* _EXERCISE PROMPT_:
Look through the records below, and copy out every line that holds the string "JobResult".

Stored data
####

//! Run orchestration
//!
//! One run is strictly sequential: trigger the job, wait for it, publish
//! the reports, decide the exit status. Only the trigger can abort a run
//! early; everything after it ends in a [`RunReport`].

use anyhow::{Context, Result};
use lumen_core::domain::job::{FinalStatus, JobHandle};
use lumen_core::domain::result::JobResult;
use lumen_core::domain::testing::TestingConfig;
use lumen_core::dto::job::{ChangeMetadata, CreateJob};
use lumen_core::report::{RenderContext, render_step_summary};
use std::sync::Arc;
use tracing::{debug, info, warn};

use crate::config::Config;
use crate::outputs::ActionOutputs;
use crate::repository::{CommentRepository, JobRepository};
use crate::scheduler::{JobPoller, PollOutcome};
use crate::service::publish_comment;
use crate::verdict::{RunFailure, decide};

/// Everything a finished run produced
#[derive(Debug)]
pub struct RunReport {
    pub handle: JobHandle,
    /// Terminal status, `None` when the run did not wait for results
    pub status: Option<FinalStatus>,
    pub result: JobResult,
    pub comment_posted: bool,
    pub verdict: Result<(), RunFailure>,
}

/// Drives one trigger → poll → report run
pub struct Agent {
    config: Config,
    change: ChangeMetadata,
    jobs: Arc<dyn JobRepository>,
    comments: Option<Arc<dyn CommentRepository>>,
    outputs: ActionOutputs,
}

impl Agent {
    pub fn new(
        config: Config,
        change: ChangeMetadata,
        jobs: Arc<dyn JobRepository>,
        comments: Option<Arc<dyn CommentRepository>>,
        outputs: ActionOutputs,
    ) -> Self {
        Self {
            config,
            change,
            jobs,
            comments,
            outputs,
        }
    }

    /// Runs the agent to completion
    ///
    /// # Returns
    /// An error only when the job could not be triggered
    pub async fn run(&self) -> Result<RunReport> {
        let testing = self.config.testing();
        let viewports: Vec<String> = testing.viewports.iter().map(|v| v.to_string()).collect();
        info!(
            "Triggering visual tests for {} ({} browser(s), viewports: {}, scope: {})",
            self.config.target_url,
            testing.browsers.len(),
            viewports.join(", "),
            testing.scope.label()
        );

        let handle = self
            .jobs
            .create_job(&self.build_request(testing.clone()))
            .await
            .context("Could not trigger visual tests")?;

        info!("Triggered job {}", handle.id);
        info!("Dashboard: {}", handle.dashboard_url);
        self.write_outputs(&[
            ("job_id", handle.id.clone()),
            ("dashboard_url", handle.dashboard_url.clone()),
        ]);

        if !self.config.wait_for_results {
            info!("Not waiting for results");
            self.write_outputs(&[("status", "triggered".to_string())]);
            return Ok(RunReport {
                handle,
                status: None,
                result: JobResult::default(),
                comment_posted: false,
                verdict: Ok(()),
            });
        }

        let poller = JobPoller::new(self.config.poll_interval(), self.config.timeout());
        let PollOutcome {
            status,
            result,
            requests,
        } = poller
            .wait_for_completion(self.jobs.as_ref(), &handle.id)
            .await;
        info!(
            "Job {} ended as {} after {} status check(s)",
            handle.id, status, requests
        );

        self.write_outputs(&[
            ("status", status.to_string()),
            ("result", result.result_label().to_string()),
            ("total_issues", result.issues_summary.total.to_string()),
            ("critical_issues", result.issues_summary.critical.to_string()),
        ]);

        let summary = render_step_summary(&status, &result, &handle.dashboard_url);
        if let Err(e) = self.outputs.append_summary(&summary) {
            warn!("{:#}", e);
        }

        let comment_posted = self.comment(&handle, &status, &result, &testing).await;
        let verdict = decide(
            &status,
            &result,
            self.config.fail_on_critical,
            self.config.timeout,
        );

        Ok(RunReport {
            handle,
            status: Some(status),
            result,
            comment_posted,
            verdict,
        })
    }

    fn build_request(&self, config: TestingConfig) -> CreateJob {
        CreateJob {
            organization_id: self.config.organization_id.clone(),
            project_id: self.config.project_id.clone(),
            target_url: self.config.target_url.clone(),
            change: self.change.clone(),
            config,
        }
    }

    async fn comment(
        &self,
        handle: &JobHandle,
        status: &FinalStatus,
        result: &JobResult,
        testing: &TestingConfig,
    ) -> bool {
        if !self.config.comment_on_pr {
            debug!("Commenting disabled");
            return false;
        }

        let Some(comments) = &self.comments else {
            info!("No GitHub token or repository available, skipping comment");
            return false;
        };

        let Some(number) = self.change.number else {
            info!("Not a pull request, skipping comment");
            return false;
        };

        let ctx = RenderContext {
            target_url: self.config.target_url.clone(),
            dashboard_url: handle.dashboard_url.clone(),
            scope: testing.scope,
            test_types: testing.test_types.clone(),
            run_number: self.config.run_number,
        };

        publish_comment(comments.as_ref(), number, status, result, &ctx).await
    }

    fn write_outputs(&self, pairs: &[(&str, String)]) {
        if let Err(e) = self.outputs.set_all(pairs) {
            warn!("{:#}", e);
        }
    }
}

#[cfg(test)]
mod tests {
    use super::*;
    use crate::config::tests::config_with;
    use crate::repository::testing::{RecordingComments, ScriptedJobs};
    use serde_json::json;
    use std::path::PathBuf;

    struct Harness {
        jobs: Arc<ScriptedJobs>,
        comments: Arc<RecordingComments>,
        output_file: PathBuf,
        _dir: tempfile::TempDir,
        agent: Agent,
    }

    fn harness(extra: &[&str], jobs: ScriptedJobs, comments: RecordingComments) -> Harness {
        let dir = tempfile::tempdir().unwrap();
        let output_file = dir.path().join("output");
        let jobs = Arc::new(jobs);
        let comments = Arc::new(comments);

        let agent = Agent::new(
            config_with(extra),
            ChangeMetadata {
                number: Some(7),
                ..Default::default()
            },
            jobs.clone(),
            Some(comments.clone()),
            ActionOutputs::new(Some(output_file.clone()), Some(dir.path().join("summary.md"))),
        );

        Harness {
            jobs,
            comments,
            output_file,
            _dir: dir,
            agent,
        }
    }

    #[tokio::test(start_paused = true)]
    async fn test_passing_run_end_to_end() {
        let h = harness(
            &[],
            ScriptedJobs::new(vec![
                Ok(json!({ "status": "running" })),
                Ok(json!({
                    "status": "completed",
                    "result": "passed",
                    "issuesSummary": { "total": 0, "critical": 0 }
                })),
            ]),
            RecordingComments::default(),
        );

        let report = h.agent.run().await.unwrap();

        assert_eq!(report.handle.id, "t1");
        assert_eq!(report.status, Some(FinalStatus::Completed));
        assert_eq!(report.verdict, Ok(()));
        assert!(report.comment_posted);
        assert_eq!(h.jobs.fetch_times().len(), 2);

        let posted = h.comments.posted();
        assert_eq!(posted.len(), 1);
        assert!(posted[0].1.contains("✅ Visual Tests: Passed"));
        assert!(!posted[0].1.contains("### 🐛 Issues"));

        let outputs = std::fs::read_to_string(&h.output_file).unwrap();
        assert!(outputs.contains("job_id=t1\n"));
        assert!(outputs.contains("dashboard_url=https://app.lumen.dev/jobs/t1\n"));
        assert!(outputs.contains("status=completed\n"));
        assert!(outputs.contains("result=passed\n"));
        assert!(outputs.contains("critical_issues=0\n"));
    }

    #[tokio::test(start_paused = true)]
    async fn test_timeout_run_end_to_end() {
        let h = harness(
            &["--timeout", "60", "--poll-interval", "30"],
            ScriptedJobs::new(vec![]),
            RecordingComments::default(),
        );

        let report = h.agent.run().await.unwrap();

        assert_eq!(h.jobs.fetch_times().len(), 2);
        assert_eq!(report.status, Some(FinalStatus::TimedOut));
        let failure = report.verdict.unwrap_err();
        assert_eq!(failure, RunFailure::TimedOut { seconds: 60 });
        assert!(failure.to_string().contains("timed out"));
        assert!(h.comments.posted()[0].1.contains("Timed Out"));

        let outputs = std::fs::read_to_string(&h.output_file).unwrap();
        assert!(outputs.contains("status=timeout\n"));
        assert!(outputs.contains("result=unknown\n"));
    }

    #[tokio::test(start_paused = true)]
    async fn test_critical_issues_fail_when_requested() {
        let payload = json!({
            "status": "completed",
            "result": "issues_found",
            "issuesSummary": { "total": 4, "critical": 2 }
        });

        let h = harness(
            &["--fail-on-critical", "true"],
            ScriptedJobs::new(vec![Ok(payload.clone())]),
            RecordingComments::default(),
        );
        let report = h.agent.run().await.unwrap();
        assert_eq!(report.verdict, Err(RunFailure::CriticalIssues { count: 2 }));

        let h = harness(&[], ScriptedJobs::new(vec![Ok(payload)]), RecordingComments::default());
        let report = h.agent.run().await.unwrap();
        assert_eq!(report.verdict, Ok(()));
    }

    #[tokio::test(start_paused = true)]
    async fn test_remote_failure_is_fatal() {
        let h = harness(
            &[],
            ScriptedJobs::new(vec![Ok(json!({ "status": "failed" }))]),
            RecordingComments::default(),
        );

        let report = h.agent.run().await.unwrap();
        assert!(matches!(report.verdict, Err(RunFailure::RemoteFailed { .. })));
        assert!(h.comments.posted()[0].1.contains("❌ Visual Tests: Failed"));
    }

    #[tokio::test(start_paused = true)]
    async fn test_comment_failure_does_not_change_verdict() {
        let h = harness(
            &[],
            ScriptedJobs::new(vec![Ok(json!({ "status": "completed", "result": "passed" }))]),
            RecordingComments::failing(),
        );

        let report = h.agent.run().await.unwrap();
        assert!(!report.comment_posted);
        assert_eq!(report.verdict, Ok(()));
    }

    #[tokio::test(start_paused = true)]
    async fn test_comment_disabled() {
        let h = harness(
            &["--comment-on-pr", "false"],
            ScriptedJobs::new(vec![Ok(json!({ "status": "completed", "result": "passed" }))]),
            RecordingComments::default(),
        );

        let report = h.agent.run().await.unwrap();
        assert!(!report.comment_posted);
        assert!(h.comments.posted().is_empty());
    }

    #[tokio::test(start_paused = true)]
    async fn test_trigger_failure_aborts_before_polling() {
        let h = harness(
            &[],
            ScriptedJobs::failing_trigger("API error (status 401): invalid api key"),
            RecordingComments::default(),
        );

        let err = h.agent.run().await.unwrap_err();
        assert!(format!("{:#}", err).contains("status 401"));
        assert_eq!(h.jobs.created().len(), 1);
        assert!(h.jobs.fetch_times().is_empty());
        assert!(h.comments.posted().is_empty());
    }

    #[tokio::test(start_paused = true)]
    async fn test_fire_and_forget() {
        let h = harness(
            &["--wait-for-results", "false"],
            ScriptedJobs::new(vec![]),
            RecordingComments::default(),
        );

        let report = h.agent.run().await.unwrap();
        assert_eq!(report.status, None);
        assert_eq!(report.verdict, Ok(()));
        assert!(h.jobs.fetch_times().is_empty());

        let outputs = std::fs::read_to_string(&h.output_file).unwrap();
        assert!(outputs.contains("status=triggered\n"));
    }

    #[tokio::test(start_paused = true)]
    async fn test_trigger_carries_change_and_filtered_config() {
        let h = harness(
            &["--browsers", "firefox,edge", "--viewports", "800x600,nope"],
            ScriptedJobs::new(vec![Ok(json!({ "status": "completed" }))]),
            RecordingComments::default(),
        );

        h.agent.run().await.unwrap();

        let created = h.jobs.created();
        assert_eq!(created[0].change.number, Some(7));
        assert_eq!(created[0].project_id, "proj-1");
        assert_eq!(created[0].config.browsers.len(), 1);
        assert_eq!(created[0].config.viewports.len(), 1);
    }
}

####

* _TASK OUTPUT_:
use lumen_core::domain::result::JobResult;
    pub result: JobResult,
                result: JobResult::default(),
        result: &JobResult,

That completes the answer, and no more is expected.